• **PROBLEM TO WORK ON**
Find "the metric catalog." and "pub trait CartStore: Send" in the records below. Copy the lines holding them and every line between, exactly, and no others.

********************

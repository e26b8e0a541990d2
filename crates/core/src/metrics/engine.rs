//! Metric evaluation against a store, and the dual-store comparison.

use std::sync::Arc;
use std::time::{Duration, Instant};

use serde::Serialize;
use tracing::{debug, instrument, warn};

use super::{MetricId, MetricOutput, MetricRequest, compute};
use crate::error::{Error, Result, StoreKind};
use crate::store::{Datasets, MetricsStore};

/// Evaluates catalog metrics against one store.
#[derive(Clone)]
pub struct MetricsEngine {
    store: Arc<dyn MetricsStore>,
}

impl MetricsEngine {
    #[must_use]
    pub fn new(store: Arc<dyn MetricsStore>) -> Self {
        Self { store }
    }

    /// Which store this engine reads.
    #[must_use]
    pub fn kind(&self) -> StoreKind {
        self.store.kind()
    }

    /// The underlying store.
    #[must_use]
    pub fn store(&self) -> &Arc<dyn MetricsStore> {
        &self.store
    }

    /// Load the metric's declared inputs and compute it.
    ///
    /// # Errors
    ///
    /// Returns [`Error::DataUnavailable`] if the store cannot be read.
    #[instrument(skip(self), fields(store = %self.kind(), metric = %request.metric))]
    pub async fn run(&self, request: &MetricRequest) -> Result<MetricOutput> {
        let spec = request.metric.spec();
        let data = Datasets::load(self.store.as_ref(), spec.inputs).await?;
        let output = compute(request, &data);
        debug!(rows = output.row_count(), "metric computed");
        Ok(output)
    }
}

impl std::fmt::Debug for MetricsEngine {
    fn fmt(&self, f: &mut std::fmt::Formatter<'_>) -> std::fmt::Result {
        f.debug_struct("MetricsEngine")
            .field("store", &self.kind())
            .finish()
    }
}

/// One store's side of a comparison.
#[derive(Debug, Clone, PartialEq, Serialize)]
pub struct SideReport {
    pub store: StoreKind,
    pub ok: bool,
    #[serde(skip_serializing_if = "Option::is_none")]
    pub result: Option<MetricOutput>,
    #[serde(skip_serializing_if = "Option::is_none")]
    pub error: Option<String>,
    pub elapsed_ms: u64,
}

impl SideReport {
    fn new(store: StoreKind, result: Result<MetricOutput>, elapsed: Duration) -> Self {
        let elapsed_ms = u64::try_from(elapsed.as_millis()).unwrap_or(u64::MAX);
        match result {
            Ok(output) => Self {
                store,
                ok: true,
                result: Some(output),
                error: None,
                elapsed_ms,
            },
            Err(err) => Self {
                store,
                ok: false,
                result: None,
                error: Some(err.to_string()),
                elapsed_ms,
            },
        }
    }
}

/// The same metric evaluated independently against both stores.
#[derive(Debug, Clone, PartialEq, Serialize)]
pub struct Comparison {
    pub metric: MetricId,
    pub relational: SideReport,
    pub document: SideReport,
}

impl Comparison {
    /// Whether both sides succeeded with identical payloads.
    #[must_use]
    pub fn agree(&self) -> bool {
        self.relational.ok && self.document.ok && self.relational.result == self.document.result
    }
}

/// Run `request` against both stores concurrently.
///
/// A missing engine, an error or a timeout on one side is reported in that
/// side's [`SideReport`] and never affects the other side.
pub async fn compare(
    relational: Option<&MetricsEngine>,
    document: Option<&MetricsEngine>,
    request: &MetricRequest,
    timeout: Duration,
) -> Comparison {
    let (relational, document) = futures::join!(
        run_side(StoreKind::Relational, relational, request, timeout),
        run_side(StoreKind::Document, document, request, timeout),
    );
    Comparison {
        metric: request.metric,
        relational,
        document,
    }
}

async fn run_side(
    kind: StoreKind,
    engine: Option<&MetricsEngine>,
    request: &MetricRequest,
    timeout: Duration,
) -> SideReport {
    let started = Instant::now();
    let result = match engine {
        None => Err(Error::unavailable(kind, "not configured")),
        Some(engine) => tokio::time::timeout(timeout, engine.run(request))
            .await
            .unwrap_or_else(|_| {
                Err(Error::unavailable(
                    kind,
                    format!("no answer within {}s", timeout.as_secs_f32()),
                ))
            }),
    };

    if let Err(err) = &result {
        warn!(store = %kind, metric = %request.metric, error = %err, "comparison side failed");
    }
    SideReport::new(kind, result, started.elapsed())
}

********************

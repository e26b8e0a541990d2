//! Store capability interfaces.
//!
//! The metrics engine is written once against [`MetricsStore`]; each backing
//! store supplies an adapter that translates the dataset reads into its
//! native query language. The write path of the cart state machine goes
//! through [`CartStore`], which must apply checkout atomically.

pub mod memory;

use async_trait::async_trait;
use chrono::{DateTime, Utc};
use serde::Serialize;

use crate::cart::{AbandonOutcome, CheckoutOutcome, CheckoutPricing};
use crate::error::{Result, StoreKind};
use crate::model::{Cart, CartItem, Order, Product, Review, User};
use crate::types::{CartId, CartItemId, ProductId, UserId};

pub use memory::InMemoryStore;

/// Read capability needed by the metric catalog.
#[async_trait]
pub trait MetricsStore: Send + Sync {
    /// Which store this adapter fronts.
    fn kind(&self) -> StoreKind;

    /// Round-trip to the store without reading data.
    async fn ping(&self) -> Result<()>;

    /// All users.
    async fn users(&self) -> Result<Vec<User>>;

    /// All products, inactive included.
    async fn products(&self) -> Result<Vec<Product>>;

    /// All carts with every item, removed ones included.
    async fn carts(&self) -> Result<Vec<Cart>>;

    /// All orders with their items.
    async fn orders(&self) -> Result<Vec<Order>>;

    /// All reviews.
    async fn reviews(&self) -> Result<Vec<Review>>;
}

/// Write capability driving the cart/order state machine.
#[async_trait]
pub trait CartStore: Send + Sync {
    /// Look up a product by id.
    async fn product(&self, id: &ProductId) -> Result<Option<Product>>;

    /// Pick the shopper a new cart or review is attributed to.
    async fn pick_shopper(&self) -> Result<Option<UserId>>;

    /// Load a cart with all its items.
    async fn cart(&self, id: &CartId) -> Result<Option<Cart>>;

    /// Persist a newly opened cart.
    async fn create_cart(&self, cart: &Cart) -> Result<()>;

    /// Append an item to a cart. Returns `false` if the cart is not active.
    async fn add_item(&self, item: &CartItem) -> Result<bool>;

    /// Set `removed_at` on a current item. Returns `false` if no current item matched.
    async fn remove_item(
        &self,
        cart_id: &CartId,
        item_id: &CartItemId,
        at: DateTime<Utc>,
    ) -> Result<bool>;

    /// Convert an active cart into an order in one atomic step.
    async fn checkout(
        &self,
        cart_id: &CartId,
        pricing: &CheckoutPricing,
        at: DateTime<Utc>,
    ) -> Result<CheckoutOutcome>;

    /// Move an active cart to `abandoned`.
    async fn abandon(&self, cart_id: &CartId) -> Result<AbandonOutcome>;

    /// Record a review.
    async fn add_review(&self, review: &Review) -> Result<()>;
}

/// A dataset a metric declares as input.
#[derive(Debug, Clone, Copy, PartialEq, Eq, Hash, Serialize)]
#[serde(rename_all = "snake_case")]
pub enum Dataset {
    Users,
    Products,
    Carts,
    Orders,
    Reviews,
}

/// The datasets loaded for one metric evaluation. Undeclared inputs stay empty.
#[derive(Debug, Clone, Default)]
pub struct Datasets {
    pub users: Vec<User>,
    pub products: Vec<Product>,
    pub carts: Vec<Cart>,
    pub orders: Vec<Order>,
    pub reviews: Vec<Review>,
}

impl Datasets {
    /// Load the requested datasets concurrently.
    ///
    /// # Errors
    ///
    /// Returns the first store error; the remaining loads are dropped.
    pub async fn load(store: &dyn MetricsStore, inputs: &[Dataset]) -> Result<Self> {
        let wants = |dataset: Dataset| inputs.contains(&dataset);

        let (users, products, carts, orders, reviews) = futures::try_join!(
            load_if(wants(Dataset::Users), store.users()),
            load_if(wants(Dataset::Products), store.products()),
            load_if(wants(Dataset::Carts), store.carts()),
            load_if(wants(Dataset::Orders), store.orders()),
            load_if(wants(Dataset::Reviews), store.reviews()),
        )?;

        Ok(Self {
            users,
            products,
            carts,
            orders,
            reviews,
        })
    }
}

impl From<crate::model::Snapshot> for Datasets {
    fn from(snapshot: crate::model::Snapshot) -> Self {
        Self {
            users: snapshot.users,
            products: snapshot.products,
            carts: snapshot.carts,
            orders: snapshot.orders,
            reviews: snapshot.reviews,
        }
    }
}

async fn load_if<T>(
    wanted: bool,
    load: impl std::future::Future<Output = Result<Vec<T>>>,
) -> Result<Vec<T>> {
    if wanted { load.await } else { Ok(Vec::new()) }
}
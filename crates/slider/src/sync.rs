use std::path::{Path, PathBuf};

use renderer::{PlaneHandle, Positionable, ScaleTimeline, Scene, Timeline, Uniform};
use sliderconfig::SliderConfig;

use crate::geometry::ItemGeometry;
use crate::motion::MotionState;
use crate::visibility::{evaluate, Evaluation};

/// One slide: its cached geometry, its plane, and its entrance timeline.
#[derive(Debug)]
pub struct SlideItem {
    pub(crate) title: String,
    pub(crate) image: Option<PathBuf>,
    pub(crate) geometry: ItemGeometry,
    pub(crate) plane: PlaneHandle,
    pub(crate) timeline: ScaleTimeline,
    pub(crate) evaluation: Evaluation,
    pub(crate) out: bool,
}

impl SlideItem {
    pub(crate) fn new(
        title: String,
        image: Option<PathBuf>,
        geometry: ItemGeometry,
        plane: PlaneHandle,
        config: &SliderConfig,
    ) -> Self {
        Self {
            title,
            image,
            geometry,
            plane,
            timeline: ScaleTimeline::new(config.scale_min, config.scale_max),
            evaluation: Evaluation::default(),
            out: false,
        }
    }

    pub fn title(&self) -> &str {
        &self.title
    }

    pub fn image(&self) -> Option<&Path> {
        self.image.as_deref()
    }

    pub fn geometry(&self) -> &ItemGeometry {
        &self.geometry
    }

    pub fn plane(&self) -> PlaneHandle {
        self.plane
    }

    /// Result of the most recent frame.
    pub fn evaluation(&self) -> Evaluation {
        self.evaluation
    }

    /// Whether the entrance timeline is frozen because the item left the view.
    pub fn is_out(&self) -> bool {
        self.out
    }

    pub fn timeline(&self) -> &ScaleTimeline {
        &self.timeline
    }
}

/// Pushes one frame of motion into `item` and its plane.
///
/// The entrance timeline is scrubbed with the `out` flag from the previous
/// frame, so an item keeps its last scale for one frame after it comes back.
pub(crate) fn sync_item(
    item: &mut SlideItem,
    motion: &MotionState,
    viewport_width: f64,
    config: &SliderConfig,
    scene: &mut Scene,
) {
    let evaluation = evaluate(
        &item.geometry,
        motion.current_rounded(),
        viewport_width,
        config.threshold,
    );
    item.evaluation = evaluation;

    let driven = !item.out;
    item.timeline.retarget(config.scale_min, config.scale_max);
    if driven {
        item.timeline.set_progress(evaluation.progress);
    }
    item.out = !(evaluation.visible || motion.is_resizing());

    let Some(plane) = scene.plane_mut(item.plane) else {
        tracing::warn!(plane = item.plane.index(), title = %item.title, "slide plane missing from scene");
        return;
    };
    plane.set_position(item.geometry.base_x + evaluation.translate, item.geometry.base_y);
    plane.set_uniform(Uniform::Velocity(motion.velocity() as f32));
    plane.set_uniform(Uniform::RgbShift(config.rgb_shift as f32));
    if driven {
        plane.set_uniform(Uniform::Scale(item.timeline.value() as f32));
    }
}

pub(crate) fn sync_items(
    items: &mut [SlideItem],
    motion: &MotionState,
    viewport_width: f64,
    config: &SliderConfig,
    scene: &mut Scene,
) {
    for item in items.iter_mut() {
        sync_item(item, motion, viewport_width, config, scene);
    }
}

********************

• **EXERCISE RESPONSE**
/// Read capability needed by the metric catalog.
#[async_trait]
pub trait MetricsStore: Send + Sync {
    /// Which store this adapter fronts.
    fn kind(&self) -> StoreKind;

    /// Round-trip to the store without reading data.
    async fn ping(&self) -> Result<()>;

    /// All users.
    async fn users(&self) -> Result<Vec<User>>;

    /// All products, inactive included.
    async fn products(&self) -> Result<Vec<Product>>;

    /// All carts with every item, removed ones included.
    async fn carts(&self) -> Result<Vec<Cart>>;

    /// All orders with their items.
    async fn orders(&self) -> Result<Vec<Order>>;

    /// All reviews.
    async fn reviews(&self) -> Result<Vec<Review>>;
}

/// Write capability driving the cart/order state machine.
#[async_trait]
pub trait CartStore: Send + Sync {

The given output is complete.